◆ Problem requirements: Please give every entry again, exactly as it reads.

Start of Block

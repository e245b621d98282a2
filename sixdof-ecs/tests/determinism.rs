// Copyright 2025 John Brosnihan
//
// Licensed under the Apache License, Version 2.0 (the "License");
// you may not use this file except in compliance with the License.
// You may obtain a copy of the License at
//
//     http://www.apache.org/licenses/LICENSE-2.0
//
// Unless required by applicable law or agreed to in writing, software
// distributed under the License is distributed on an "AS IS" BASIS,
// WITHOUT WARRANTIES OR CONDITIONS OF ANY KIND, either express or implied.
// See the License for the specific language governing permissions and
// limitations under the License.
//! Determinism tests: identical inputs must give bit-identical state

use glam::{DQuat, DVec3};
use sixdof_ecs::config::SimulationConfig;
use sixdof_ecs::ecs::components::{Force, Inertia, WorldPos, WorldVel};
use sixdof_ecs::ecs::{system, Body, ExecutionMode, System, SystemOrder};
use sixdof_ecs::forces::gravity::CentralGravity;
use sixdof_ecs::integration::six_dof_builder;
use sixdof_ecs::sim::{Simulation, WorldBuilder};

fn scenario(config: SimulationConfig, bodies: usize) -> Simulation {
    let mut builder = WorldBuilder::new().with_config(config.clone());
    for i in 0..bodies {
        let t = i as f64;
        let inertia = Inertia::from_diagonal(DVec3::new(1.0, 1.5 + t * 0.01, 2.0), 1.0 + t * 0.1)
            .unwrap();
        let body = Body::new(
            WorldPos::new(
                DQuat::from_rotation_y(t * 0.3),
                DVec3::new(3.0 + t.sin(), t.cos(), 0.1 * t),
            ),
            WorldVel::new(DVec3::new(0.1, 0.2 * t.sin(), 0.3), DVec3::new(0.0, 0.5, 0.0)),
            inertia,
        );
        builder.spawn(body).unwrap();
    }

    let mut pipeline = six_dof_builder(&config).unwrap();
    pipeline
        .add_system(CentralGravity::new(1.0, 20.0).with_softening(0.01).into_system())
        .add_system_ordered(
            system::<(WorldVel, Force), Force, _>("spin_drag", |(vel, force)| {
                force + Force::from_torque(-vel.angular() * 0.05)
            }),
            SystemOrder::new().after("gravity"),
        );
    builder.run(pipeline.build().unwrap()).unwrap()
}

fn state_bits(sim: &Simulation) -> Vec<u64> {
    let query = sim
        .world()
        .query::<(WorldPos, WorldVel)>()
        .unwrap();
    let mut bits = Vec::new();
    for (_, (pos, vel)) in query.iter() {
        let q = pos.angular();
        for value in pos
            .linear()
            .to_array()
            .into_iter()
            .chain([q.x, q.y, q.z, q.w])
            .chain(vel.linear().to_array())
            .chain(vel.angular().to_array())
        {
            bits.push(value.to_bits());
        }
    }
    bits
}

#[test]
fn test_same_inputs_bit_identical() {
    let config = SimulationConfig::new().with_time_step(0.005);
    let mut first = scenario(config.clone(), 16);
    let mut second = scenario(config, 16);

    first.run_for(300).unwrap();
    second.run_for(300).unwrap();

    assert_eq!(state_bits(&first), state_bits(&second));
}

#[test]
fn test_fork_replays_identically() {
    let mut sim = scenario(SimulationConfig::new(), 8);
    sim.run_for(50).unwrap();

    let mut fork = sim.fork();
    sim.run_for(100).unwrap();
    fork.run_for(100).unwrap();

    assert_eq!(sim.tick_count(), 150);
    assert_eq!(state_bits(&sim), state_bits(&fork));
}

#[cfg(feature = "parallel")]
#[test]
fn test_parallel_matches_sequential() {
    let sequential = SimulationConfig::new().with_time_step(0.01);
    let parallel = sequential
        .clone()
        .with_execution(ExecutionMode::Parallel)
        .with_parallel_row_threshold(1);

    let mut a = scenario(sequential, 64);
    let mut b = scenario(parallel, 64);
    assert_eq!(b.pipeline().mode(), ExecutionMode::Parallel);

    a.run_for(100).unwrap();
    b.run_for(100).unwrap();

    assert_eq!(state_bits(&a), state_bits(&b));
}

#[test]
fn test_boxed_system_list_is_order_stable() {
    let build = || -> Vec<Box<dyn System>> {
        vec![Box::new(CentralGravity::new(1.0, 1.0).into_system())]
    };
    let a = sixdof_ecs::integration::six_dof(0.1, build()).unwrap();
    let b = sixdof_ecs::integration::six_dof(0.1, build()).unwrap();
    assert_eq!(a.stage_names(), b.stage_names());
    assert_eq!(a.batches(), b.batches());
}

End of Block

◆ Output of the task:
repository e245b621d98282a2
filename sixdof-ecs/tests/determinism.rs
// Copyright 2025 John Brosnihan
//
// Licensed under the Apache License, Version 2.0 (the "License");
// you may not use this file except in compliance with the License.
// You may obtain a copy of the License at
//
//     http://www.apache.org/licenses/LICENSE-2.0
//
// Unless required by applicable law or agreed to in writing, software
// distributed under the License is distributed on an "AS IS" BASIS,
// WITHOUT WARRANTIES OR CONDITIONS OF ANY KIND, either express or implied.
// See the License for the specific language governing permissions and
// limitations under the License.
//! Determinism tests: identical inputs must give bit-identical state

use glam::{DQuat, DVec3};
use sixdof_ecs::config::SimulationConfig;
use sixdof_ecs::ecs::components::{Force, Inertia, WorldPos, WorldVel};
use sixdof_ecs::ecs::{system, Body, ExecutionMode, System, SystemOrder};
use sixdof_ecs::forces::gravity::CentralGravity;
use sixdof_ecs::integration::six_dof_builder;
use sixdof_ecs::sim::{Simulation, WorldBuilder};

fn scenario(config: SimulationConfig, bodies: usize) -> Simulation {
    let mut builder = WorldBuilder::new().with_config(config.clone());
    for i in 0..bodies {
        let t = i as f64;
        let inertia = Inertia::from_diagonal(DVec3::new(1.0, 1.5 + t * 0.01, 2.0), 1.0 + t * 0.1)
            .unwrap();
        let body = Body::new(
            WorldPos::new(
                DQuat::from_rotation_y(t * 0.3),
                DVec3::new(3.0 + t.sin(), t.cos(), 0.1 * t),
            ),
            WorldVel::new(DVec3::new(0.1, 0.2 * t.sin(), 0.3), DVec3::new(0.0, 0.5, 0.0)),
            inertia,
        );
        builder.spawn(body).unwrap();
    }

    let mut pipeline = six_dof_builder(&config).unwrap();
    pipeline
        .add_system(CentralGravity::new(1.0, 20.0).with_softening(0.01).into_system())
        .add_system_ordered(
            system::<(WorldVel, Force), Force, _>("spin_drag", |(vel, force)| {
                force + Force::from_torque(-vel.angular() * 0.05)
            }),
            SystemOrder::new().after("gravity"),
        );
    builder.run(pipeline.build().unwrap()).unwrap()
}

fn state_bits(sim: &Simulation) -> Vec<u64> {
    let query = sim
        .world()
        .query::<(WorldPos, WorldVel)>()
        .unwrap();
    let mut bits = Vec::new();
    for (_, (pos, vel)) in query.iter() {
        let q = pos.angular();
        for value in pos
            .linear()
            .to_array()
            .into_iter()
            .chain([q.x, q.y, q.z, q.w])
            .chain(vel.linear().to_array())
            .chain(vel.angular().to_array())
        {
            bits.push(value.to_bits());
        }
    }
    bits
}

#[test]
fn test_same_inputs_bit_identical() {
    let config = SimulationConfig::new().with_time_step(0.005);
    let mut first = scenario(config.clone(), 16);
    let mut second = scenario(config, 16);

    first.run_for(300).unwrap();
    second.run_for(300).unwrap();

    assert_eq!(state_bits(&first), state_bits(&second));
}

#[test]
fn test_fork_replays_identically() {
    let mut sim = scenario(SimulationConfig::new(), 8);
    sim.run_for(50).unwrap();

    let mut fork = sim.fork();
    sim.run_for(100).unwrap();
    fork.run_for(100).unwrap();

    assert_eq!(sim.tick_count(), 150);
    assert_eq!(state_bits(&sim), state_bits(&fork));
}

#[cfg(feature = "parallel")]
#[test]
fn test_parallel_matches_sequential() {
    let sequential = SimulationConfig::new().with_time_step(0.01);
    let parallel = sequential
        .clone()
        .with_execution(ExecutionMode::Parallel)
        .with_parallel_row_threshold(1);

    let mut a = scenario(sequential, 64);
    let mut b = scenario(parallel, 64);
    assert_eq!(b.pipeline().mode(), ExecutionMode::Parallel);

    a.run_for(100).unwrap();
    b.run_for(100).unwrap();

    assert_eq!(state_bits(&a), state_bits(&b));
}

#[test]
fn test_boxed_system_list_is_order_stable() {
    let build = || -> Vec<Box<dyn System>> {
        vec![Box::new(CentralGravity::new(1.0, 1.0).into_system())]
    };
    let a = sixdof_ecs::integration::six_dof(0.1, build()).unwrap();
    let b = sixdof_ecs::integration::six_dof(0.1, build()).unwrap();
    assert_eq!(a.stage_names(), b.stage_names());
    assert_eq!(a.batches(), b.batches());
}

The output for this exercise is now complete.